> Problem details
From the data underneath, reproduce exactly the stretch that begins at the line with "implement the ports." and ends after the line with "pub type ApiResult<T> = Result<T, Error>;".

━━ Dataset content

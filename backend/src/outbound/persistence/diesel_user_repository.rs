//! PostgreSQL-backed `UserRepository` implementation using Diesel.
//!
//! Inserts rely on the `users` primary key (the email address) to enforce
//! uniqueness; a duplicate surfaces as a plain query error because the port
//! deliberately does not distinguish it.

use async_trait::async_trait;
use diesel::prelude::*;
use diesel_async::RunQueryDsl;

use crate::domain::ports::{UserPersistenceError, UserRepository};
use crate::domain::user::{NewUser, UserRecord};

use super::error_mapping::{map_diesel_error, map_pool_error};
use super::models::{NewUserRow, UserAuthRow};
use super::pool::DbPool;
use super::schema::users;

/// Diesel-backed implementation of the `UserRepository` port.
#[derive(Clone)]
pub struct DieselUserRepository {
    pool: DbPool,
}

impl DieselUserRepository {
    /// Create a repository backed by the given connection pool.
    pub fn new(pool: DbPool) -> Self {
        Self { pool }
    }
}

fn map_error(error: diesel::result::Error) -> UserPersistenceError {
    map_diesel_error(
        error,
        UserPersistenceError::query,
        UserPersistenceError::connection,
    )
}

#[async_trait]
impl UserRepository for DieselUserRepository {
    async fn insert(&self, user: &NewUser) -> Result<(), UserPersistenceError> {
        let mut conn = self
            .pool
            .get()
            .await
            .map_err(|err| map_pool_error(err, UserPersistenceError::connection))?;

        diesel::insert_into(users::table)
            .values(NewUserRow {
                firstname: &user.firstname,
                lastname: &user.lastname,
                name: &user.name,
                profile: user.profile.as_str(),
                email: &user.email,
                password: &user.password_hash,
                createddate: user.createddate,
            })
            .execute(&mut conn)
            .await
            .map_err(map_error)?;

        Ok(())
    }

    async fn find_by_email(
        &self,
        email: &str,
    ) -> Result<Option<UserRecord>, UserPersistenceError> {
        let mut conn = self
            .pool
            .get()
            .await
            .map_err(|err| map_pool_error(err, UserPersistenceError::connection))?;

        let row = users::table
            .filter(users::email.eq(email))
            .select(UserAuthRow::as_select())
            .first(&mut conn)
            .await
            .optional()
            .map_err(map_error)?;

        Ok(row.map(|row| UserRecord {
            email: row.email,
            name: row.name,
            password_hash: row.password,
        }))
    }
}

━━━━
━━ Dataset content

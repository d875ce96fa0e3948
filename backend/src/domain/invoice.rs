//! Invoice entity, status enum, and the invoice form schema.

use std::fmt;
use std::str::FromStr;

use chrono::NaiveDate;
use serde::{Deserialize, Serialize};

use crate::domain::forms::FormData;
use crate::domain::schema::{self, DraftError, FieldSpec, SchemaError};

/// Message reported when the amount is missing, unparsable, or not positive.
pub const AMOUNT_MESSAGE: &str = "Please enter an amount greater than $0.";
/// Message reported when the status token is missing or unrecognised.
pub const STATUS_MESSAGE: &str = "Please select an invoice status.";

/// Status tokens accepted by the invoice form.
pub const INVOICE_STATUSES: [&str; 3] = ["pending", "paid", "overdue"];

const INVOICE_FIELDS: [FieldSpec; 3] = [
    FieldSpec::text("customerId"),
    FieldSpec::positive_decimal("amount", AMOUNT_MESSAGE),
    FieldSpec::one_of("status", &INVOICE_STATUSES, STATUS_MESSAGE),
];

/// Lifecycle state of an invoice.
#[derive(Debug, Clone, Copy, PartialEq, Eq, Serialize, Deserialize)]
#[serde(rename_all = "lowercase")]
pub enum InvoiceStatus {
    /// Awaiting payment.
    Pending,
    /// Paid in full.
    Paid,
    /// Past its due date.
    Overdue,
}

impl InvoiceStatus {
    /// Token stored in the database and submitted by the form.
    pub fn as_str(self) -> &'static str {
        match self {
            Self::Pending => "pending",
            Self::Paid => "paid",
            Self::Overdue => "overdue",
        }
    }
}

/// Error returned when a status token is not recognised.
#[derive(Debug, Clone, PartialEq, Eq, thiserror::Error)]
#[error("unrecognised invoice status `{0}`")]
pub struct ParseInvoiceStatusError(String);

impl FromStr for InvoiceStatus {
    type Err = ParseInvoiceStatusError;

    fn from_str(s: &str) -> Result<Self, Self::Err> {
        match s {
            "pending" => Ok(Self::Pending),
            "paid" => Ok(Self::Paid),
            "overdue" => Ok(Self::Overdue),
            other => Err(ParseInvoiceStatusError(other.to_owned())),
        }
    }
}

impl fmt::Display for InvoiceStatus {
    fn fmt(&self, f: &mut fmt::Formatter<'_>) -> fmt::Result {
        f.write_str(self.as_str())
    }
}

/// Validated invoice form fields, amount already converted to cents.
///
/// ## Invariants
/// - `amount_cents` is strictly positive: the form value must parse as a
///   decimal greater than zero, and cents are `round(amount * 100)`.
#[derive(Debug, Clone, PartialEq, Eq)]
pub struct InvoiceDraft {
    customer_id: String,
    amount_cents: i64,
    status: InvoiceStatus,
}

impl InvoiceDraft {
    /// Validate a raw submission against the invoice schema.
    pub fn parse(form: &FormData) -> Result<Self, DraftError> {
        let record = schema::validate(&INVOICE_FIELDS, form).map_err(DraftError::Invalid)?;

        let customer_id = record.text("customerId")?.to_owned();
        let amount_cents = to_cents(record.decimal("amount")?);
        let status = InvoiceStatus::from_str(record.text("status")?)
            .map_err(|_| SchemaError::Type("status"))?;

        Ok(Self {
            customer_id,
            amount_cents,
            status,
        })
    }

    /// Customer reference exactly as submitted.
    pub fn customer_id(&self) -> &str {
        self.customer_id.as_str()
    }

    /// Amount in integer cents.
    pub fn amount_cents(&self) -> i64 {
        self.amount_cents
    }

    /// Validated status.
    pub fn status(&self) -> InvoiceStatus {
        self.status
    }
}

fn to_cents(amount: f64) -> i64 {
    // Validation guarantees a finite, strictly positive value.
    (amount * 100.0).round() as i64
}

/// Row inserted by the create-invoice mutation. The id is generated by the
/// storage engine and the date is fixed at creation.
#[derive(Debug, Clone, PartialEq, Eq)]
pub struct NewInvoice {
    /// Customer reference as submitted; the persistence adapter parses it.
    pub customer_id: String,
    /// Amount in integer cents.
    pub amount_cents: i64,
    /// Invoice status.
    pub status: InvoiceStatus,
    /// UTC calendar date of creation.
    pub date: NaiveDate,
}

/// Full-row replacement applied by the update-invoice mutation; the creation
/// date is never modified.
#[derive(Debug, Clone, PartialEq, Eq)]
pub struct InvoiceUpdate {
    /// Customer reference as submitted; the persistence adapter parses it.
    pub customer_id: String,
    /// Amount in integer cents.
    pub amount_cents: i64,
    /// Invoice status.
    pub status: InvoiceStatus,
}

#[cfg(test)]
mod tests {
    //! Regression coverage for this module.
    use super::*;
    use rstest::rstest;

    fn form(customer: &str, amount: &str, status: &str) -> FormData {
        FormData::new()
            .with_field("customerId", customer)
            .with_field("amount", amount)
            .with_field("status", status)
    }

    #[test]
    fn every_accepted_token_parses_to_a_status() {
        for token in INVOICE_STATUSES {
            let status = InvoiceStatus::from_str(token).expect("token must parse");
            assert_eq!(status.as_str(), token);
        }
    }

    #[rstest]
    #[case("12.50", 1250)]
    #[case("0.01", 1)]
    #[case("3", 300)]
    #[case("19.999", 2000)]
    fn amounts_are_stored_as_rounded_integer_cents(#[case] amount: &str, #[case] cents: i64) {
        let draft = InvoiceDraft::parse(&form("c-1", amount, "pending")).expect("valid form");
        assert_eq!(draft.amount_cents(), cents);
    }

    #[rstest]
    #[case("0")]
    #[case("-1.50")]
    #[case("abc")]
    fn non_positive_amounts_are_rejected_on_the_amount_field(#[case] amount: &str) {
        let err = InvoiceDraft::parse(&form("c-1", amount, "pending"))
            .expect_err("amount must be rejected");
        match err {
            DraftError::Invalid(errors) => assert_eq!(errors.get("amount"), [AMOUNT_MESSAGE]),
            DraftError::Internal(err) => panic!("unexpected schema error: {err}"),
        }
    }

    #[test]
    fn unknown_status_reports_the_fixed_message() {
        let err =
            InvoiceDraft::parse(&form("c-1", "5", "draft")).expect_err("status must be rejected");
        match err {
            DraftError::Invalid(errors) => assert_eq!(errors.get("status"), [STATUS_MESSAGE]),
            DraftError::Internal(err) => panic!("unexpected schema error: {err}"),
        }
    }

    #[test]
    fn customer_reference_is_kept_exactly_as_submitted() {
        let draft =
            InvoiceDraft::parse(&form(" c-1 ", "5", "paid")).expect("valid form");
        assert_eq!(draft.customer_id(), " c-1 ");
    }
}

━━━━
━━ Dataset content

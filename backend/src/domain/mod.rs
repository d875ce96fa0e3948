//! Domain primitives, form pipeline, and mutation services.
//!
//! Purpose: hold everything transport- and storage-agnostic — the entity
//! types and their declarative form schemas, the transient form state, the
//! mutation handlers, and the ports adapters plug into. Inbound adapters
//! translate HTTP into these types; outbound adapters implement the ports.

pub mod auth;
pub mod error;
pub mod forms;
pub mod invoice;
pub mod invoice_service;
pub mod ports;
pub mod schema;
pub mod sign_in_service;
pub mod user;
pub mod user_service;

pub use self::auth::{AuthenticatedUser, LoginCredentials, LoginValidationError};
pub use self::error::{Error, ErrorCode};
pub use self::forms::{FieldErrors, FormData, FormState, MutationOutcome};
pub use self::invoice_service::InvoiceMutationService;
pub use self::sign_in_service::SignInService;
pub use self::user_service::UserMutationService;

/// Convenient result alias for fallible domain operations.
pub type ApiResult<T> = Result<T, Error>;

━━━━

> Solution to the problem
//! translate HTTP into these types; outbound adapters implement the ports.

pub mod auth;
pub mod error;
pub mod forms;
pub mod invoice;
pub mod invoice_service;
pub mod ports;
pub mod schema;
pub mod sign_in_service;
pub mod user;
pub mod user_service;

pub use self::auth::{AuthenticatedUser, LoginCredentials, LoginValidationError};
pub use self::error::{Error, ErrorCode};
pub use self::forms::{FieldErrors, FormData, FormState, MutationOutcome};
pub use self::invoice_service::InvoiceMutationService;
pub use self::sign_in_service::SignInService;
pub use self::user_service::UserMutationService;

/// Convenient result alias for fallible domain operations.
pub type ApiResult<T> = Result<T, Error>;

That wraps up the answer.